Sympistis albifasciata is a small (FW length 12 - 14 mm) moth with a brown forewing and black hindwing that are both marked with warm brownish off-white on the median wing that produces the appearance of a continuous band across both wings in spread specimens. It flies in a variety of dry habitats from mid-summer through the fall.  The forewing is sandy gray-brown on the base and with slightly darker gray-brown ground color distal to the antemedial line. The medial subterminal area is mostly the pale color described above, forming a large patch on the posterior half of the wing and a smaller one opposite the cell. The lateral subterminal area is darker gray with a series of long black wedges abutting the subterminal line on the anterior and mid-wing. The basal, antemedial, and postmedial lines are black, single. The antemedial line is smoothly convex except for a short concave segment on the cubital vein. The postmedial line is narrowly excurved opposite at the reniform spot, then sharply drawn toward the base across the lower spot before turning in a smooth concave segment that borders the largest pale area to the trailing margin. A dark gray median line is present, varying from light to dark and blackish. The subterminal line is pale brown, irregular and blotchy. The terminal line is a dark gray line or series of spots. The fringe is gray brown to gray with weak checkering in some specimens. The orbicular spot is long and oval, outlined in black and filled with the color of the adjacent median area with a darker ocellus. The reniform spot is broadly ovoid, outlined in black but open toward the trailing margin where it is crossed by the postmedian line. It is filled mostly with the same pale color as the subjacent subterminal area. The claviform spot is black, small, and filled with the adjacent ground color. The hindwing ground color is warm brownish off-white with gray-brown basal suffusion, a dark gray to black median line that obscures the discal spot, and a broad black marginal band that has an undulating medial margin. The hindwing fringe is tri-colored, yellow, gray, and white. The head and thorax are sandy tan, with faint barring on the collar. The male antenna is filiform.

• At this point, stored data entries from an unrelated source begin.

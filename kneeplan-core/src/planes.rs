/// Reference planes, construction lines and resection planes
///
/// Every function here derives one entity from the landmark store and the
/// entities already present in the snapshot being built. A missing input is
/// reported as an error and the caller decides to skip the entity.
use nalgebra::{Point3, Unit, Vector3};

use crate::config::PlannerConfig;
use crate::error::Result;
use crate::geometry::{LineKind, PlanSnapshot, Plane, PlaneKind, Segment};
use crate::landmark::{Landmark, LandmarkStore};
use crate::transform;

/// Inputs shared by every derivation step of one recompute.
#[derive(Debug, Clone, Copy)]
pub struct DerivationContext<'a> {
    pub store: &'a LandmarkStore,
    pub config: &'a PlannerConfig,
}

impl<'a> DerivationContext<'a> {
    pub fn new(store: &'a LandmarkStore, config: &'a PlannerConfig) -> Self {
        Self { store, config }
    }

    fn epsilon(&self) -> f64 {
        self.config.degenerate_epsilon
    }

    fn mechanical_direction(&self, snapshot: &PlanSnapshot) -> Result<Unit<Vector3<f64>>> {
        snapshot
            .require_line(LineKind::MechanicalAxis)?
            .direction(self.epsilon())
    }

    /// Second operand of the anterior cross product.
    fn reference_direction(&self, snapshot: &PlanSnapshot) -> Result<Unit<Vector3<f64>>> {
        match self.config.fixed_reference() {
            Some(axis) => Ok(axis),
            None => self.mechanical_direction(snapshot),
        }
    }

    /// Segment of the configured construction length from femur center.
    fn construction_line(&self, direction: &Unit<Vector3<f64>>) -> Result<Segment> {
        let start = self.store.require(Landmark::FemurCenter)?;
        let end = transform::translate_along(&start, direction, self.config.construction_line_length);
        Ok(Segment::new(start, end))
    }
}

/// Plane perpendicular to the mechanical axis through femur center.
pub fn mechanical_axis_plane(ctx: &DerivationContext, snapshot: &PlanSnapshot) -> Result<Plane> {
    let direction = ctx.mechanical_direction(snapshot)?;
    let anchor = ctx.store.require(Landmark::FemurCenter)?;
    Ok(Plane::new(
        anchor,
        transform::perpendicular_orientation(&direction),
        ctx.config.plane_extent,
    ))
}

/// Medial and lateral epicondyles projected onto the mechanical axis plane.
pub fn tea_projection(
    ctx: &DerivationContext,
    snapshot: &PlanSnapshot,
) -> Result<(Point3<f64>, Point3<f64>)> {
    let plane = snapshot.require_plane(PlaneKind::MechanicalAxisPlane)?;
    let medial = ctx.store.require(Landmark::MedialEpicondyle)?;
    let lateral = ctx.store.require(Landmark::LateralEpicondyle)?;
    Ok((plane.project(&medial), plane.project(&lateral)))
}

/// `TEA_Projection x reference`, laid off from femur center.
///
/// The operand order fixes the anterior sign for a right-leg model.
pub fn anterior_line(ctx: &DerivationContext, snapshot: &PlanSnapshot) -> Result<Segment> {
    let tea = snapshot
        .require_line(LineKind::TeaProjection)?
        .direction(ctx.epsilon())?;
    let reference = ctx.reference_direction(snapshot)?;
    let anterior = transform::cross_direction(&tea, &reference, ctx.epsilon())?;
    ctx.construction_line(&anterior)
}

/// `reference x AnteriorLine`; points from the medial towards the lateral side.
pub fn lateral_line(ctx: &DerivationContext, snapshot: &PlanSnapshot) -> Result<Segment> {
    let anterior = snapshot
        .require_line(LineKind::AnteriorLine)?
        .direction(ctx.epsilon())?;
    let reference = ctx.reference_direction(snapshot)?;
    let lateral = transform::cross_direction(&reference, &anterior, ctx.epsilon())?;
    ctx.construction_line(&lateral)
}

/// The mechanical axis plane turned about a construction line by `angle`.
///
/// Always starts from the un-rotated mechanical axis plane.
pub fn rotated_plane(
    ctx: &DerivationContext,
    snapshot: &PlanSnapshot,
    about: LineKind,
    angle: f64,
) -> Result<Plane> {
    let base = snapshot.require_plane(PlaneKind::MechanicalAxisPlane)?;
    let line = snapshot.require_line(about)?.direction(ctx.epsilon())?;
    Ok(Plane {
        orientation: transform::rotate_about_line(&base.orientation, &line, angle),
        ..*base
    })
}

/// Flexion/extension plane moved to the distal medial point.
pub fn distal_medial_plane(ctx: &DerivationContext, snapshot: &PlanSnapshot) -> Result<Plane> {
    let reference = snapshot.require_plane(PlaneKind::FlexionExtensionPlane)?;
    let anchor = ctx.store.require(Landmark::DistalMedialPt)?;
    Ok(reference.parallel_through(anchor))
}

/// Flexion/extension plane through the distal medial point shifted
/// `offset` mm along the plane normal.
pub fn distal_resection_plane(
    ctx: &DerivationContext,
    snapshot: &PlanSnapshot,
    offset: f64,
) -> Result<Plane> {
    let reference = snapshot.require_plane(PlaneKind::FlexionExtensionPlane)?;
    let distal = ctx.store.require(Landmark::DistalMedialPt)?;
    let anchor = transform::translate_along(&distal, &reference.normal(), offset);
    Ok(reference.parallel_through(anchor))
}

#[cfg(test)]
mod tests {
    use super::*;
    use crate::error::PlanError;
    use crate::landmark::LandmarkName;

    fn store_with(points: &[(Landmark, [f64; 3])]) -> LandmarkStore {
        let mut store = LandmarkStore::new();
        for (landmark, [x, y, z]) in points {
            store
                .upsert(LandmarkName::from(*landmark), Point3::new(*x, *y, *z))
                .unwrap();
        }
        store
    }

    fn with_mechanical_axis(store: &LandmarkStore) -> PlanSnapshot {
        let mut snapshot = PlanSnapshot::new();
        let axis = Segment::new(
            store.require(Landmark::FemurCenter).unwrap(),
            store.require(Landmark::HipCenter).unwrap(),
        );
        snapshot.lines.insert(LineKind::MechanicalAxis, axis);
        snapshot
    }

    #[test]
    fn test_mechanical_axis_plane() {
        let store = store_with(&[
            (Landmark::FemurCenter, [0.0, 0.0, 0.0]),
            (Landmark::HipCenter, [0.0, 0.0, 100.0]),
        ]);
        let config = PlannerConfig::default();
        let ctx = DerivationContext::new(&store, &config);
        let plane = mechanical_axis_plane(&ctx, &with_mechanical_axis(&store)).unwrap();

        assert_eq!(plane.anchor, Point3::origin());
        assert!((plane.normal().into_inner() - Vector3::z()).norm() < 1e-12);
        assert_eq!(plane.extent, 100.0);
    }

    #[test]
    fn test_mechanical_axis_plane_needs_axis() {
        let store = store_with(&[(Landmark::FemurCenter, [0.0, 0.0, 0.0])]);
        let config = PlannerConfig::default();
        let ctx = DerivationContext::new(&store, &config);
        let result = mechanical_axis_plane(&ctx, &PlanSnapshot::new());
        assert_eq!(result, Err(PlanError::MissingLine(LineKind::MechanicalAxis)));
    }

    #[test]
    fn test_degenerate_mechanical_axis() {
        let store = store_with(&[
            (Landmark::FemurCenter, [1.0, 1.0, 1.0]),
            (Landmark::HipCenter, [1.0, 1.0, 1.0]),
        ]);
        let config = PlannerConfig::default();
        let ctx = DerivationContext::new(&store, &config);
        let result = mechanical_axis_plane(&ctx, &with_mechanical_axis(&store));
        assert!(matches!(result, Err(PlanError::DegenerateAxis { .. })));
    }

    #[test]
    fn test_construction_lines_are_perpendicular() {
        let store = store_with(&[
            (Landmark::FemurCenter, [0.0, 0.0, 0.0]),
            (Landmark::HipCenter, [0.0, 0.0, 100.0]),
            (Landmark::MedialEpicondyle, [-40.0, 0.0, 5.0]),
            (Landmark::LateralEpicondyle, [40.0, 0.0, -5.0]),
        ]);
        let config = PlannerConfig::default();
        let ctx = DerivationContext::new(&store, &config);
        let mut snapshot = with_mechanical_axis(&store);
        let plane = mechanical_axis_plane(&ctx, &snapshot).unwrap();
        snapshot.planes.insert(PlaneKind::MechanicalAxisPlane, plane);

        let (medial, lateral) = tea_projection(&ctx, &snapshot).unwrap();
        assert!((medial - Point3::new(-40.0, 0.0, 0.0)).norm() < 1e-12);
        assert!((lateral - Point3::new(40.0, 0.0, 0.0)).norm() < 1e-12);
        snapshot
            .lines
            .insert(LineKind::TeaProjection, Segment::new(medial, lateral));

        let anterior = anterior_line(&ctx, &snapshot).unwrap();
        assert!((anterior.length() - 10.0).abs() < 1e-12);
        // +X cross +Z
        assert!((anterior.end - Point3::new(0.0, -10.0, 0.0)).norm() < 1e-12);
        snapshot.lines.insert(LineKind::AnteriorLine, anterior);

        let lateral_line = lateral_line(&ctx, &snapshot).unwrap();
        assert!((lateral_line.end - Point3::new(10.0, 0.0, 0.0)).norm() < 1e-12);
        let a = anterior.direction(1e-6).unwrap();
        let l = lateral_line.direction(1e-6).unwrap();
        assert!(a.dot(&l.into_inner()).abs() < 1e-12);
    }

    #[test]
    fn test_fixed_reference_axis_drives_anterior_line() {
        let store = store_with(&[(Landmark::FemurCenter, [0.0, 0.0, 0.0])]);
        let config = PlannerConfig {
            reference_axis: crate::config::ReferenceAxis::Fixed([0.0, 1.0, 0.0]),
            ..PlannerConfig::default()
        };
        let ctx = DerivationContext::new(&store, &config);
        let mut snapshot = PlanSnapshot::new();
        snapshot.lines.insert(
            LineKind::TeaProjection,
            Segment::new(Point3::new(-1.0, 0.0, 0.0), Point3::new(1.0, 0.0, 0.0)),
        );

        // +X cross +Y, no mechanical axis needed
        let anterior = anterior_line(&ctx, &snapshot).unwrap();
        assert!((anterior.end - Point3::new(0.0, 0.0, 10.0)).norm() < 1e-12);
    }

    #[test]
    fn test_resection_plane_offsets_along_normal() {
        let store = store_with(&[(Landmark::DistalMedialPt, [5.0, 5.0, -20.0])]);
        let config = PlannerConfig::default();
        let ctx = DerivationContext::new(&store, &config);
        let mut snapshot = PlanSnapshot::new();
        let orientation = transform::perpendicular_orientation(&Vector3::z_axis());
        snapshot.planes.insert(
            PlaneKind::FlexionExtensionPlane,
            Plane::new(Point3::origin(), orientation, 100.0),
        );

        let medial = distal_medial_plane(&ctx, &snapshot).unwrap();
        let resection = distal_resection_plane(&ctx, &snapshot, 9.0).unwrap();

        assert_eq!(medial.anchor, Point3::new(5.0, 5.0, -20.0));
        assert!((resection.anchor - Point3::new(5.0, 5.0, -11.0)).norm() < 1e-12);
        assert_eq!(medial.orientation, orientation);
        assert_eq!(resection.orientation, orientation);
    }
}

The combination of a large white area in the lower subterminal area that is bordered by the concave postmedial line and the striped black and white hindwing are diagnostic of this species.

Habitat

This species is widely distributed throughout much of western North America in dry brushlands, juniper woodlands, and canyonland habitats at low to middle elevations.  It is rather sporadic in distribution, but is one of the most reliably collected fall Sympistis species and can be locally common to abundant.

Distribution

Pacific Northwest

Sympistis albifasciata is found east of the Cascade crest in eastern Oregon and Washington. It has been collected most commonly in the western Columbia Basin and on the east slope of the adjacent Cascade Range. It is also known from southeastern Idaho and western Montana.

Global

The range of this species includes the southern Rocky Mountain region, the Intermountain West, and northern and east-central California.

Life History

Larvae

No information is presently available regarding larval foodplants of this species. The most likely foodplant is beardtongue (Penstemon spp.) in the Scrophulariaceae based on the habitat and preferences of related species.

Adults

The flight period of S. albifasciata is late summer and fall. It has been collected as early as late July but it is most common during September. Adults are partially diurnal and visit flowers such as rabbitbrush (Chrysothamnus spp.) during the day. They more commonly fly at night and are attracted to lights.

Economic Importance

This species is of no economic importance.